973 Commits over 274 Days - 0.15cph!
Update: Replace old TextTable with new
- Also did a light convert of `GetPlayerListPosTable` - it was able to handle 300 players instead of 200 in 4.7ms
- Updated ServerProfiler to exclude new System.Text.Json assemblies (and a couple extra bits) - built from f5b849e4
Tests: synthetic test in editor via constantly running getplayerlistpos command for 300 players, built server and client standalones(win64), booted server standalone
Clean: remove extra comments and finish TODOs
Just gotta swap out the implementations and test it all builds/runs
Tests: ran tests
Optim: store all row values into a continuous aray
- Inserts are now 50% faster than the old table, 99% less allocs
- ToText is 10% faster than old table, 99% less allocs
- ToJson is 47% slower than old table, 99% less allocs
Json serialization is a head scratcher - need to look through the utf8jsonwriter.
Tests: unit tests
Optim: don't serialize bool in memory - we can rely on const strings instead
Brings us a smidge closer to original api, but still slower(-12%).
Tests: unit tests
Optim: allow pre-allocating of columns and rows
- Rows were supported previously, but I didn't realize the call was going to the params overload, breaking the optim
Inserts are 22% faster now, with 6 allocs per test run (except first run, for what-ever reason - need to explore) instead of previous 12k
Tests: unit tests
Update: update perf tests to use new apis
Rip#2 - was testing old compat apis.

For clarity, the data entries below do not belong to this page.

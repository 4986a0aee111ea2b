//! Member model and related types

use once_cell::sync::Lazy;
use regex::Regex;
use rust_decimal::Decimal;
use serde::{Deserialize, Serialize};
use sqlx::FromRow;
use utoipa::ToSchema;
use validator::Validate;

use crate::error::{AppError, AppResult};

static PHONE_NUMBER: Lazy<Regex> = Lazy::new(|| Regex::new(r"^[0-9]{10}$").expect("valid regex"));

/// Member model from database
#[derive(Debug, Clone, PartialEq, Serialize, Deserialize, FromRow, ToSchema)]
pub struct Member {
    pub id: i32,
    pub name: String,
    pub email: String,
    pub phone: String,
    /// Unsettled fees; absent means zero
    pub outstanding_debt: Option<Decimal>,
    /// Cumulative amount paid on returns; absent means zero
    pub amount_spent: Option<Decimal>,
}

impl Member {
    pub fn outstanding_debt(&self) -> Decimal {
        self.outstanding_debt.unwrap_or_default()
    }

    pub fn amount_spent(&self) -> Decimal {
        self.amount_spent.unwrap_or_default()
    }
}

/// Create or update member request
#[derive(Debug, Clone, Deserialize, Validate, ToSchema)]
pub struct MemberInput {
    #[validate(length(min = 1, max = 50, message = "Name must be 1 to 50 characters"))]
    pub name: String,
    #[validate(
        length(min = 6, max = 50, message = "Email must be 6 to 50 characters"),
        email(message = "Invalid email address")
    )]
    pub email: String,
    pub phone: String,
}

impl MemberInput {
    /// Run field rules, including the 10-digit phone number check
    pub fn check(&self) -> AppResult<()> {
        self.validate()?;
        if !PHONE_NUMBER.is_match(&self.phone) {
            return Err(AppError::Validation(
                "Phone number must be exactly 10 digits".to_string(),
            ));
        }
        Ok(())
    }
}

And suprisingly, they were faster than new APIs. Well, there's still options that I haven't tapped into.
Tests: unit tests
Optim: allow user to provide an optim hint if we'll be serializing to json
This allows to skip table alignment logic. Still no effect on json perf tests(wat), I'm suspicious.
Tests: ran the unit tests.
Optim: disable json validation when streaming it with the new table
Surprisingly has 0 effect on 4k perf - the bottleneck must be somewhere else.
Tests: ran unit tests
Bugfix: Fixing json serialization
- Switching to System.Text.Json as it allows steamed serialization
- Updated binaries, System.Text.Json deps got stale
Text serialization is 2x faster in 4k perf test(62.5% less allocs), Json serialization is 12% slower(20% less allocs)
Tests: ran the unit tests
Bugfix: Fix ToString not aligning correctly for new table
- Also increased correctness test data set to 128 rows
Float size calculation could be improved, but I'll leave that till later as it's not trivial. Now to fix json serialization
Tests: ran the unit tests
Update: add deferred formatting overloads to TextTable
- Also expanded tests to cover backwards compatibility checks as well as new API correctness checks
- Refactored tests as they were becoming unwieldy
New API correctness checks are failing - will fix next.
Tests: ran new unit tests
Optim: Pool internal lists
- This is a breaking change - can no longer double call `ToJson` or `ToString` as we clean up resources during it
New version is 12k allocs at 4k records test vs 16k allocs. Still loosing on time, but hoping future serialization streaming changes will catch us up.
Tests: ran the unit tests
Update: store type unions instead of strings as row cell
Right now this is a pessimization(-25% perf on 4k "Record" test) - we do more work to manage it, but it should open up more optim opportunities.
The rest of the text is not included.